Ángel de Fana Serrano

* 1939

  • “Very soon, already in 1960, a friend who still lives here in Miami, Armando Ardavín, from my neighborhood, asked me if I wanted to participate in an organization that was opposing the communist dictatorship in Cuba. And I said yes. And then I started as a militant of the organization Martian Democratic Movement, the name has to do with [José] Martí. And its leaders were revolutionaries. The principal leader was an ex-captain of the rebel army who had been in hiding, not in the mountains, but in Havana, Bernardo Corrales, who was shot in 1961. And then I began to participate in sabotage actions since 1960 within the Martian Democratic Movement , or MDM, as it was known, and initially those activities were a bit inherited from what had been done by the [Movement of] July 26 [movement of Fidel Castro with the purpose of overthrowing Fulgencio Batista], the revolutionary army previously in fight against Batista. It was the placement of explosives to make noise in public places, in places where we tried to chase away the population, or to inform the public, and also an intense propaganda work that I also participated in, when drafting of documents etc. I must emphasize that, in no time, in any of the activities that are now known as terrorists, that I did, in no case were caused injuries, because it was always in places where there was no danger. The explosives had no shrapnel, it was just an explosive to make a noise and not hurt any person.”

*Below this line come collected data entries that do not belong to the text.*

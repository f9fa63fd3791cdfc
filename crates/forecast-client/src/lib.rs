//! HTTP clients for the forecast service.
//!
//! [`HttpRasterSource`] and [`StatsClient`] implement the `map-view` source
//! traits; [`PlotClient`] drives plot generation ahead of an overlay load.
//! Every failure is reported as a [`NetworkError`](forecast_common::NetworkError)
//! and nothing is retried.

mod client;
mod plots;
mod rasters;
mod stats;

pub use client::{ClientConfig, ClientError, ForecastClient};
pub use plots::{PlotClient, SubmitResponse};
pub use rasters::HttpRasterSource;
pub use stats::{StatsClient, StatsRequest};
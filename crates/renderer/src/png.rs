//! PNG encoding for painted overlays.
//!
//! Supports two encoding modes:
//! - **Indexed PNG (color type 3)**: used when the image has ≤256 unique
//!   colors, which is always the case for a ramp-classified overlay.
//! - **RGBA PNG (color type 6)**: fallback for images with >256 colors.
//!
//! Use [`encode`] for automatic mode selection, or [`encode_rgba`] for
//! explicit RGBA encoding.

use rayon::prelude::*;
use std::collections::HashMap;
use std::io::Write;
use thiserror::Error;

/// Maximum colors for indexed PNG (PNG8)
const MAX_PALETTE_SIZE: usize = 256;

/// Minimum pixels to benefit from parallel palette extraction
const PARALLEL_THRESHOLD: usize = 4096; // 64x64 or larger

const SIGNATURE: [u8; 8] = [137, 80, 78, 71, 13, 10, 26, 10];

type Palette = Vec<(u8, u8, u8, u8)>;

#[derive(Debug, Error)]
pub enum PngError {
    #[error("pixel buffer holds {actual} bytes, expected {expected} for the image size")]
    SizeMismatch { expected: usize, actual: usize },

    #[error("image has zero width or height")]
    Empty,

    #[error("IDAT compression failed: {0}")]
    Compression(#[from] std::io::Error),
}

/// Encode RGBA pixels, choosing indexed or RGBA output.
///
/// # Arguments
/// - `pixels`: RGBA pixel data (4 bytes per pixel), row-major
/// - `width`: Image width in pixels
/// - `height`: Image height in pixels
pub fn encode(pixels: &[u8], width: usize, height: usize) -> Result<Vec<u8>, PngError> {
    check_size(pixels, width, height)?;
    let num_pixels = pixels.len() / 4;

    let palette = if num_pixels >= PARALLEL_THRESHOLD {
        extract_palette_parallel(pixels)
    } else {
        extract_palette_sequential(pixels)
    };

    match palette {
        Some((palette, indices)) => encode_indexed(width, height, &palette, &indices),
        None => encode_rgba(pixels, width, height),
    }
}

/// Encode RGBA pixels as a color type 6 PNG.
pub fn encode_rgba(pixels: &[u8], width: usize, height: usize) -> Result<Vec<u8>, PngError> {
    check_size(pixels, width, height)?;

    let mut png = Vec::with_capacity(pixels.len() / 2);
    png.extend_from_slice(&SIGNATURE);
    write_chunk(&mut png, b"IHDR", &ihdr(width, height, 6));

    let idat = deflate_scanlines(pixels, width * 4, height)?;
    write_chunk(&mut png, b"IDAT", &idat);
    write_chunk(&mut png, b"IEND", &[]);

    Ok(png)
}

/// Encode palette indices as a color type 3 PNG.
///
/// A `tRNS` chunk is written only when some palette entry is not opaque.
pub fn encode_indexed(
    width: usize,
    height: usize,
    palette: &[(u8, u8, u8, u8)],
    indices: &[u8],
) -> Result<Vec<u8>, PngError> {
    if width == 0 || height == 0 {
        return Err(PngError::Empty);
    }
    if indices.len() != width * height {
        return Err(PngError::SizeMismatch {
            expected: width * height,
            actual: indices.len(),
        });
    }

    let mut png = Vec::new();
    png.extend_from_slice(&SIGNATURE);
    write_chunk(&mut png, b"IHDR", &ihdr(width, height, 3));

    let plte: Vec<u8> = palette.iter().flat_map(|&(r, g, b, _)| [r, g, b]).collect();
    write_chunk(&mut png, b"PLTE", &plte);

    if palette.iter().any(|&(_, _, _, a)| a < 255) {
        let trns: Vec<u8> = palette.iter().map(|&(_, _, _, a)| a).collect();
        write_chunk(&mut png, b"tRNS", &trns);
    }

    let idat = deflate_scanlines(indices, width, height)?;
    write_chunk(&mut png, b"IDAT", &idat);
    write_chunk(&mut png, b"IEND", &[]);

    Ok(png)
}

fn check_size(pixels: &[u8], width: usize, height: usize) -> Result<(), PngError> {
    if width == 0 || height == 0 {
        return Err(PngError::Empty);
    }
    let expected = width * height * 4;
    if pixels.len() != expected {
        return Err(PngError::SizeMismatch {
            expected,
            actual: pixels.len(),
        });
    }
    Ok(())
}

/// IHDR payload with 8-bit depth, no interlacing.
fn ihdr(width: usize, height: usize, color_type: u8) -> Vec<u8> {
    let mut data = Vec::with_capacity(13);
    data.extend_from_slice(&(width as u32).to_be_bytes());
    data.extend_from_slice(&(height as u32).to_be_bytes());
    data.push(8); // bit depth
    data.push(color_type);
    data.push(0); // compression method
    data.push(0); // filter method
    data.push(0); // interlace method
    data
}

/// Pack RGBA bytes into a u32 for faster hashing and comparison
#[inline(always)]
fn pack_color(r: u8, g: u8, b: u8, a: u8) -> u32 {
    (r as u32) | ((g as u32) << 8) | ((b as u32) << 16) | ((a as u32) << 24)
}

#[inline(always)]
fn unpack_color(packed: u32) -> (u8, u8, u8, u8) {
    (
        packed as u8,
        (packed >> 8) as u8,
        (packed >> 16) as u8,
        (packed >> 24) as u8,
    )
}

/// Palette extraction for small images. `None` if there are too many colors.
fn extract_palette_sequential(pixels: &[u8]) -> Option<(Palette, Vec<u8>)> {
    let mut color_to_index: HashMap<u32, u8> = HashMap::with_capacity(MAX_PALETTE_SIZE);
    let mut palette: Palette = Vec::with_capacity(MAX_PALETTE_SIZE);
    let mut indices: Vec<u8> = Vec::with_capacity(pixels.len() / 4);

    for chunk in pixels.chunks_exact(4) {
        let packed = pack_color(chunk[0], chunk[1], chunk[2], chunk[3]);

        let index = match color_to_index.get(&packed) {
            Some(&idx) => idx,
            None => {
                if palette.len() >= MAX_PALETTE_SIZE {
                    return None;
                }
                let idx = palette.len() as u8;
                palette.push((chunk[0], chunk[1], chunk[2], chunk[3]));
                color_to_index.insert(packed, idx);
                idx
            }
        };
        indices.push(index);
    }

    Some((palette, indices))
}

/// Palette extraction for larger images.
///
/// Unique colors are gathered per chunk in parallel, merged, and then every
/// pixel is mapped to its index in a second parallel pass.
fn extract_palette_parallel(pixels: &[u8]) -> Option<(Palette, Vec<u8>)> {
    let pixels_per_chunk = (pixels.len() / 4 / rayon::current_num_threads()).max(256);
    let chunk_size = pixels_per_chunk * 4;

    let unique_colors: Vec<u32> = pixels
        .par_chunks(chunk_size)
        .flat_map_iter(|chunk| {
            let mut local: HashMap<u32, ()> = HashMap::with_capacity(MAX_PALETTE_SIZE);
            for pixel in chunk.chunks_exact(4) {
                local.insert(pack_color(pixel[0], pixel[1], pixel[2], pixel[3]), ());
                // already too many for a palette
                if local.len() > MAX_PALETTE_SIZE {
                    break;
                }
            }
            local.into_keys()
        })
        .collect();

    let mut color_to_index: HashMap<u32, u8> = HashMap::with_capacity(MAX_PALETTE_SIZE);
    let mut palette: Palette = Vec::with_capacity(MAX_PALETTE_SIZE);
    for packed in unique_colors {
        if color_to_index.contains_key(&packed) {
            continue;
        }
        if palette.len() >= MAX_PALETTE_SIZE {
            return None;
        }
        color_to_index.insert(packed, palette.len() as u8);
        palette.push(unpack_color(packed));
    }

    let indices: Vec<u8> = pixels
        .par_chunks_exact(4)
        .map(|p| {
            color_to_index
                .get(&pack_color(p[0], p[1], p[2], p[3]))
                .copied()
                .unwrap_or(0)
        })
        .collect();

    Some((palette, indices))
}

/// Write a PNG chunk: length, type, data, CRC over type + data.
fn write_chunk(png: &mut Vec<u8>, chunk_type: &[u8; 4], data: &[u8]) {
    png.extend_from_slice(&(data.len() as u32).to_be_bytes());
    png.extend_from_slice(chunk_type);
    png.extend_from_slice(data);

    let mut hasher = crc32fast::Hasher::new();
    hasher.update(chunk_type);
    hasher.update(data);
    png.extend_from_slice(&hasher.finalize().to_be_bytes());
}

/// Prefix each scanline with filter type 0 and zlib-compress.
fn deflate_scanlines(data: &[u8], row_bytes: usize, height: usize) -> std::io::Result<Vec<u8>> {
    let mut uncompressed = Vec::with_capacity(height * (1 + row_bytes));
    for row in data.chunks_exact(row_bytes).take(height) {
        uncompressed.push(0);
        uncompressed.extend_from_slice(row);
    }

    let mut encoder = flate2::write::ZlibEncoder::new(Vec::new(), flate2::Compression::fast());
    encoder.write_all(&uncompressed)?;
    encoder.finish()
}
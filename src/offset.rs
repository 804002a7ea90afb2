//! Starting offsets given on the command line.
//!
//! The radix is picked from the prefix of the token: `0x` is hexadecimal,
//! `0b` is binary, `0o` or a bare leading `0` is octal and anything else is
//! decimal. Digits may be grouped with `_`, and a `_` may also follow the
//! prefix directly, as in `0x_1A`.

use crate::{CmpError, Result};

pub fn parse_offset(token: &str) -> Result<u64> {
    let unsigned = token.strip_prefix('+').unwrap_or(token);
    if unsigned.starts_with('-') {
        return Err(CmpError::bad_offset(token, "offset must not be negative"));
    }

    let (radix, digits, prefixed) = split_radix(unsigned);
    let digits = match digits.strip_prefix('_') {
        Some(rest) if prefixed => rest,
        _ => digits,
    };
    if digits.is_empty() {
        return Err(CmpError::bad_offset(token, "no digits"));
    }
    if !digits.chars().all(|c| c.is_ascii_alphanumeric() || c == '_') {
        return Err(CmpError::bad_offset(token, "invalid digit"));
    }
    if digits.starts_with('_')
        || digits.ends_with('_')
        || digits.contains("__")
    {
        return Err(CmpError::bad_offset(token, "misplaced digit separator"));
    }

    let digits: String = digits.chars().filter(|c| *c != '_').collect();
    u64::from_str_radix(&digits, radix)
        .map_err(|e| CmpError::bad_offset(token, e))
}

/// Returns the radix, the digits and whether a prefix was stripped.
fn split_radix(token: &str) -> (u32, &str, bool) {
    let lower = token.get(..2).map(str::to_ascii_lowercase);
    match lower.as_deref() {
        Some("0x") => (16, &token[2..], true),
        Some("0b") => (2, &token[2..], true),
        Some("0o") => (8, &token[2..], true),
        _ if token.len() > 1 && token.starts_with('0') => {
            (8, &token[1..], true)
        }
        _ => (10, token, false),
    }
}
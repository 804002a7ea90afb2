use std::io::{self, Cursor, SeekFrom};
use std::pin::Pin;
use std::task::{Context, Poll};

use tokio::fs::File;
use tokio::io::{AsyncRead, AsyncReadExt, AsyncSeekExt, ReadBuf, Stdin};

use crate::{CmpError, Result};

/// Name standing in for the standard input of the process
pub const STDIN_NAME: &str = "-";

/// What the user asked to compare: a name and where to start reading it
#[derive(Debug, Clone, PartialEq, Eq)]
pub struct SourceSpec {
    pub name: String,
    pub offset: u64,
}

impl SourceSpec {
    pub fn new(name: impl Into<String>, offset: u64) -> Self {
        Self {
            name: name.into(),
            offset,
        }
    }

    pub fn is_stdin(&self) -> bool {
        self.name == STDIN_NAME
    }

    pub async fn open(&self) -> Result<Source> {
        let input = if self.is_stdin() {
            Input::Stdin(tokio::io::stdin())
        } else {
            let file = File::open(&self.name).await.map_err(|source| {
                CmpError::Open {
                    name: self.name.clone(),
                    source,
                }
            })?;
            Input::File(file)
        };
        log::debug!("opened {} at offset {}", self.name, self.offset);

        Ok(Source {
            spec: self.clone(),
            input,
        })
    }
}

/// An opened byte producer, not yet positioned at its offset
pub enum Input {
    File(File),
    Stdin(Stdin),
    Memory(Cursor<Vec<u8>>),
}

impl Input {
    /// Move forward to `offset`. Stdin cannot seek, so the bytes in front
    /// of the offset are read and thrown away.
    pub(crate) async fn advance(&mut self, offset: u64) -> io::Result<()> {
        if offset == 0 {
            return Ok(());
        }

        match self {
            Input::File(file) => {
                file.seek(SeekFrom::Start(offset)).await?;
            }
            Input::Memory(cursor) => cursor.set_position(offset),
            Input::Stdin(stdin) => {
                let mut skipped = (&mut *stdin).take(offset);
                let discarded =
                    tokio::io::copy(&mut skipped, &mut tokio::io::sink())
                        .await?;
                if discarded < offset {
                    log::trace!(
                        "stdin ended after {} of {} skipped bytes",
                        discarded,
                        offset
                    );
                }
            }
        }
        Ok(())
    }
}

impl AsyncRead for Input {
    fn poll_read(
        self: Pin<&mut Self>,
        cx: &mut Context<'_>,
        buf: &mut ReadBuf<'_>,
    ) -> Poll<io::Result<()>> {
        match self.get_mut() {
            Input::File(file) => Pin::new(file).poll_read(cx, buf),
            Input::Stdin(stdin) => Pin::new(stdin).poll_read(cx, buf),
            Input::Memory(cursor) => Pin::new(cursor).poll_read(cx, buf),
        }
    }
}

/// One side of a comparison
pub struct Source {
    spec: SourceSpec,
    input: Input,
}

impl Source {
    pub fn from_bytes(
        name: impl Into<String>,
        bytes: impl Into<Vec<u8>>,
        offset: u64,
    ) -> Self {
        Self {
            spec: SourceSpec::new(name, offset),
            input: Input::Memory(Cursor::new(bytes.into())),
        }
    }

    pub fn name(&self) -> &str {
        &self.spec.name
    }

    pub fn offset(&self) -> u64 {
        self.spec.offset
    }

    pub(crate) fn into_parts(self) -> (SourceSpec, Input) {
        (self.spec, self.input)
    }
}
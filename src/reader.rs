use tokio::io::{AsyncReadExt, BufReader};
use tokio::sync::mpsc::{self, Receiver, Sender};

use crate::source::{Input, Source, SourceSpec};
use crate::{CmpError, Result};

/// Capacity of a byte channel unless configured otherwise
pub const DEFAULT_CAPACITY: usize = 8192;

/// An item on a byte channel. Exhaustion is its own variant so that no
/// byte value has to be reserved for it.
#[derive(Debug, Clone, Copy, PartialEq, Eq)]
pub enum Token {
    Byte(u8),
    End,
}

pub type ByteChannel = Receiver<Result<Token>>;

/// Start streaming `source` on its own task. The returned channel yields
/// every byte from the offset on, then either `Token::End` or the error
/// that stopped the reader.
pub fn spawn_reader(source: Source, capacity: usize) -> ByteChannel {
    let (tx, rx) = mpsc::channel(capacity.max(1));
    let (spec, input) = source.into_parts();
    tokio::spawn(emit(spec, input, tx));
    rx
}

async fn emit(spec: SourceSpec, mut input: Input, tx: Sender<Result<Token>>) {
    if spec.offset > 0 {
        log::debug!("positioning {} at byte {}", spec.name, spec.offset);
        if let Err(source) = input.advance(spec.offset).await {
            let _ = tx
                .send(Err(CmpError::Seek {
                    name: spec.name,
                    source,
                }))
                .await;
            return;
        }
    }

    let mut reader = BufReader::new(input);
    let mut emitted: u64 = 0;
    loop {
        let item = match reader.read_u8().await {
            Ok(byte) => Ok(Token::Byte(byte)),
            Err(e) if e.kind() == std::io::ErrorKind::UnexpectedEof => {
                log::trace!(
                    "{}: end of stream after {} bytes",
                    spec.name,
                    emitted
                );
                Ok(Token::End)
            }
            Err(source) => Err(CmpError::Read {
                name: spec.name.clone(),
                source,
            }),
        };

        let last = !matches!(item, Ok(Token::Byte(_)));
        if tx.send(item).await.is_err() {
            // comparison is over, nobody is listening
            return;
        }
        if last {
            return;
        }
        emitted += 1;
    }
}
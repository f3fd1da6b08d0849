//! Windowing: grouping consecutive values into `Vec`s.
//!
//! `split` closes windows on a predicate, `page` on a fixed size.

mod page;

pub use page::page;

use std::collections::VecDeque;
use std::sync::Arc;

use lazyflow_core::{IterState, Result};
use serde::{Deserialize, Serialize};

use crate::traits::{Operator, Stage};

/// Where a trigger value ends up.
#[derive(Debug, Clone, Copy, PartialEq, Eq, Default, Serialize, Deserialize)]
#[serde(rename_all = "lowercase")]
pub enum Carry {
    /// Drop the trigger.
    #[default]
    None,
    /// Last item of the window being closed.
    Back,
    /// First item of the next window.
    Forward,
}

#[derive(Debug, Clone, Copy, PartialEq, Eq, Default, Serialize, Deserialize)]
#[serde(default)]
pub struct SplitOptions {
    /// The predicate flips collection on and off instead of marking separators.
    pub toggle: bool,
    /// Placement of a trigger that opens a window (toggle mode).
    pub carry_start: Carry,
    /// Placement of a trigger that closes a window.
    pub carry_end: Carry,
    /// Drop empty windows at the edges of the run.
    pub trim: bool,
}

/// Position of a value handed to the `split` predicate.
#[derive(Debug, Clone, Copy, PartialEq, Eq, Default, Serialize, Deserialize)]
pub struct SplitIndex {
    /// Absolute position in the run.
    pub start: usize,
    /// Position since the last window boundary. A window opens at the count
    /// of values it already holds, so a carried trigger (forward from the
    /// closed window, or a toggle's start trigger under any carry) counts.
    pub list: usize,
    /// Number of boundaries (closed windows and toggles) so far.
    pub split: usize,
}

/// Split into windows at every value where `pred` holds.
pub fn split<T, F>(pred: F) -> Operator<T, Vec<T>>
where
    T: Send + 'static,
    F: Fn(&T, SplitIndex, &IterState) -> bool + Send + Sync + 'static,
{
    split_with(pred, SplitOptions::default())
}

/// `split` with explicit toggle, carry and trim options.
///
/// Non-toggle: a matching value closes the current window (placed according
/// to `carry_end`). Toggle: a matching value closes the window while
/// collecting (`carry_end`) and opens one while skipping (`carry_start`,
/// where any carry other than `None` makes it the first item).
///
/// Windows are emitted even when empty. With `trim`, empty windows before
/// the first non-empty one and an empty final window are dropped; emptiness
/// is judged after carried triggers are placed.
pub fn split_with<T, F>(pred: F, options: SplitOptions) -> Operator<T, Vec<T>>
where
    T: Send + 'static,
    F: Fn(&T, SplitIndex, &IterState) -> bool + Send + Sync + 'static,
{
    let pred = Arc::new(pred);
    Operator::from_stage("split", move |state| SplitStage {
        pred: Arc::clone(&pred),
        state: state.clone(),
        options,
        collecting: !options.toggle,
        window: Vec::new(),
        carried: None,
        index: SplitIndex::default(),
        emitted_any: false,
        out: VecDeque::new(),
        finished: false,
    })
}

struct SplitStage<F, T> {
    pred: Arc<F>,
    state: IterState,
    options: SplitOptions,
    collecting: bool,
    window: Vec<T>,
    /// Forward-carried trigger waiting for the next window to open.
    carried: Option<T>,
    index: SplitIndex,
    /// A non-empty window was emitted (trim stops applying to leading windows).
    emitted_any: bool,
    out: VecDeque<Result<Vec<T>>>,
    finished: bool,
}

impl<F, T> SplitStage<F, T> {
    fn close(&mut self, trigger: T) {
        match self.options.carry_end {
            Carry::Back => self.window.push(trigger),
            Carry::Forward => self.carried = Some(trigger),
            Carry::None => {}
        }
        let window = std::mem::take(&mut self.window);
        self.emit(window, false);
        self.index.split += 1;
        self.index.list = 0;
        if self.options.toggle {
            self.collecting = false;
        } else {
            self.open();
        }
    }

    fn open(&mut self) {
        if let Some(carried) = self.carried.take() {
            self.window.push(carried);
        }
        self.collecting = true;
        self.index.list = self.window.len();
    }

    fn emit(&mut self, window: Vec<T>, at_end: bool) {
        if window.is_empty() && self.options.trim && (at_end || !self.emitted_any) {
            return;
        }
        #[cfg(feature = "tracing")]
        tracing::trace!(len = window.len(), split = self.index.split, "split: window emitted");
        self.emitted_any |= !window.is_empty();
        self.out.push_back(Ok(window));
    }
}

impl<T, F> Stage<T, Vec<T>> for SplitStage<F, T>
where
    T: Send + 'static,
    F: Fn(&T, SplitIndex, &IterState) -> bool + Send + Sync + 'static,
{
    fn push(&mut self, item: Result<T>) {
        let value = match item {
            Ok(v) => v,
            Err(e) => {
                self.out.push_back(Err(e));
                return;
            }
        };
        let index = self.index;
        self.index.start += 1;
        self.index.list += 1;
        let hit = (self.pred)(&value, index, &self.state);

        if self.collecting {
            if hit {
                self.close(value);
            } else {
                self.window.push(value);
            }
        } else if hit {
            // start trigger
            self.index.split += 1;
            self.open();
            if self.options.carry_start != Carry::None {
                self.window.push(value);
                self.index.list += 1;
            }
        }
    }

    fn end(&mut self) {
        if self.finished {
            return;
        }
        self.finished = true;
        if !self.collecting {
            // a forward carry only lives on if its window opens
            self.carried = None;
            return;
        }
        let window = std::mem::take(&mut self.window);
        self.emit(window, true);
    }

    fn pop(&mut self) -> Option<Result<Vec<T>>> {
        self.out.pop_front()
    }
}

  • "If you wanted to urinate, you had to knock, they brought a stick, like a soda can, you urinated in it, and returned it to them. And when you had to do the other thing, then you knocked, I did it only once because after that I had an intestinal obstruction that lasted for weeks... And every time you had to get out of there, they put that black hat on your head, that you did not see anything. They put the hat on you, you left, and then... For example, to take you to interrogations that were not in there, that were in a little office, that was in Altos, you had to climb a spiral staircase… They took you, sometimes there were trees, they told you to move around, and sometimes they would tell you on purpose, so you would clash with branches. And then that time I went to evacuate, two guards took me and one told me, turn around, on the left you have the toilet paper, and then I had to do it in front of him, with the cap on. I did not see anything. Well, so, I chose a intestinal obstruction, and for the next three weeks, I did’nt go to the toilet again.”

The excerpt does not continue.